------ DATA PROVIDED ------

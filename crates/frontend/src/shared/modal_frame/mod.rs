use gloo_timers::future::TimeoutFuture;
use leptos::ev;
use leptos::prelude::*;
use wasm_bindgen_futures::spawn_local;

/// Modal frame container (overlay + positioned surface).
///
/// Does not render a header: edit dialogs draw their own title row and close icon.
#[component]
pub fn ModalFrame(
    /// Called when the modal should close (overlay click, Escape).
    on_close: Callback<()>,
    /// Close when clicking on the overlay (default: true).
    #[prop(optional)]
    close_on_overlay: Option<bool>,
    /// z-index for overlay stacking (default: 1000).
    #[prop(optional)]
    z_index: Option<i32>,
    /// Extra style for the modal surface (`div.modal`).
    #[prop(optional)]
    modal_style: Option<String>,
    children: Children,
) -> impl IntoView {
    let close_on_overlay = close_on_overlay.unwrap_or(true);
    let z_index = z_index.unwrap_or(1000);
    let overlay_mouse_down = RwSignal::new(false);

    // Defer close to next tick: the overlay may be removed during its own event dispatch.
    let close_deferred = move || {
        spawn_local(async move {
            TimeoutFuture::new(0).await;
            on_close.run(());
        });
    };

    let escape = window_event_listener(ev::keydown, move |ev: ev::KeyboardEvent| {
        if ev.key() == "Escape" {
            close_deferred();
        }
    });
    on_cleanup(move || escape.remove());

    let is_direct_overlay_event = |ev: &ev::MouseEvent| -> bool {
        match (ev.target(), ev.current_target()) {
            (Some(t), Some(ct)) => t == ct,
            _ => false,
        }
    };

    // Close only if both press and release happened on the overlay itself,
    // so selecting text inside the modal and releasing outside keeps it open.
    let handle_overlay_mouse_down = move |ev: ev::MouseEvent| {
        overlay_mouse_down.set(is_direct_overlay_event(&ev));
    };

    let handle_overlay_click = move |ev: ev::MouseEvent| {
        let should_close =
            close_on_overlay && overlay_mouse_down.get() && is_direct_overlay_event(&ev);
        overlay_mouse_down.set(false);
        if should_close {
            close_deferred();
        }
    };

    let modal_style_full = match modal_style {
        Some(extra) if !extra.is_empty() => format!("position: relative; {extra}"),
        _ => "position: relative;".to_string(),
    };

    view! {
        <div
            class="modal-overlay"
            style=format!("z-index: {z_index};")
            on:mousedown=handle_overlay_mouse_down
            on:click=handle_overlay_click
        >
            <div
                class="modal"
                role="dialog"
                aria-modal="true"
                style=modal_style_full
                on:click=move |ev: ev::MouseEvent| ev.stop_propagation()
            >
                {children()}
            </div>
        </div>
    }
}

------

- INSTRUCTIONS FOR THE TASK
Once you have read the data, reproduce all of it exactly.

- SOLUTION
filename crates/frontend/src/shared/modal_frame/mod.rs
use gloo_timers::future::TimeoutFuture;
use leptos::ev;
use leptos::prelude::*;
use wasm_bindgen_futures::spawn_local;

/// Modal frame container (overlay + positioned surface).
///
/// Does not render a header: edit dialogs draw their own title row and close icon.
#[component]
pub fn ModalFrame(
    /// Called when the modal should close (overlay click, Escape).
    on_close: Callback<()>,
    /// Close when clicking on the overlay (default: true).
    #[prop(optional)]
    close_on_overlay: Option<bool>,
    /// z-index for overlay stacking (default: 1000).
    #[prop(optional)]
    z_index: Option<i32>,
    /// Extra style for the modal surface (`div.modal`).
    #[prop(optional)]
    modal_style: Option<String>,
    children: Children,
) -> impl IntoView {
    let close_on_overlay = close_on_overlay.unwrap_or(true);
    let z_index = z_index.unwrap_or(1000);
    let overlay_mouse_down = RwSignal::new(false);

    // Defer close to next tick: the overlay may be removed during its own event dispatch.
    let close_deferred = move || {
        spawn_local(async move {
            TimeoutFuture::new(0).await;
            on_close.run(());
        });
    };

    let escape = window_event_listener(ev::keydown, move |ev: ev::KeyboardEvent| {
        if ev.key() == "Escape" {
            close_deferred();
        }
    });
    on_cleanup(move || escape.remove());

    let is_direct_overlay_event = |ev: &ev::MouseEvent| -> bool {
        match (ev.target(), ev.current_target()) {
            (Some(t), Some(ct)) => t == ct,
            _ => false,
        }
    };

    // Close only if both press and release happened on the overlay itself,
    // so selecting text inside the modal and releasing outside keeps it open.
    let handle_overlay_mouse_down = move |ev: ev::MouseEvent| {
        overlay_mouse_down.set(is_direct_overlay_event(&ev));
    };

    let handle_overlay_click = move |ev: ev::MouseEvent| {
        let should_close =
            close_on_overlay && overlay_mouse_down.get() && is_direct_overlay_event(&ev);
        overlay_mouse_down.set(false);
        if should_close {
            close_deferred();
        }
    };

    let modal_style_full = match modal_style {
        Some(extra) if !extra.is_empty() => format!("position: relative; {extra}"),
        _ => "position: relative;".to_string(),
    };

    view! {
        <div
            class="modal-overlay"
            style=format!("z-index: {z_index};")
            on:mousedown=handle_overlay_mouse_down
            on:click=handle_overlay_click
        >
            <div
                class="modal"
                role="dialog"
                aria-modal="true"
                style=modal_style_full
                on:click=move |ev: ev::MouseEvent| ev.stop_propagation()
            >
                {children()}
            </div>
        </div>
    }
}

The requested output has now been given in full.